### AVAILABLE DATA

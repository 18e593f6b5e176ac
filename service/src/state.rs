// service/src/state.rs
use crate::config::AppConfig;
use catalog::{ProductStore, RatingAggregator};
use std::sync::Arc;

#[derive(Clone)]
pub struct AppState {
  pub store: Arc<dyn ProductStore>,
  pub ratings: RatingAggregator,
  pub config: Arc<AppConfig>, // Share loaded config
}

impl AppState {
  pub fn new(store: Arc<dyn ProductStore>, config: Arc<AppConfig>) -> Self {
    let ratings = RatingAggregator::new(store.clone()).with_max_attempts(config.rating_max_attempts);
    Self { store, ratings, config }
  }

  /// Absolute URL of a path under the configured base, e.g. `/products/3`.
  pub fn url_for(&self, path: &str) -> String {
    format!("{}{}", self.config.app_base_url.trim_end_matches('/'), path)
  }
}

######

AIM OF THE TASK: Copy the data word for word.

EXPECTED OUTPUT:
repository 18e593f6b5e176ac
filename service/src/state.rs
// service/src/state.rs
use crate::config::AppConfig;
use catalog::{ProductStore, RatingAggregator};
use std::sync::Arc;

#[derive(Clone)]
pub struct AppState {
  pub store: Arc<dyn ProductStore>,
  pub ratings: RatingAggregator,
  pub config: Arc<AppConfig>, // Share loaded config
}

impl AppState {
  pub fn new(store: Arc<dyn ProductStore>, config: Arc<AppConfig>) -> Self {
    let ratings = RatingAggregator::new(store.clone()).with_max_attempts(config.rating_max_attempts);
    Self { store, ratings, config }
  }

  /// Absolute URL of a path under the configured base, e.g. `/products/3`.
  pub fn url_for(&self, path: &str) -> String {
    format!("{}{}", self.config.app_base_url.trim_end_matches('/'), path)
  }
}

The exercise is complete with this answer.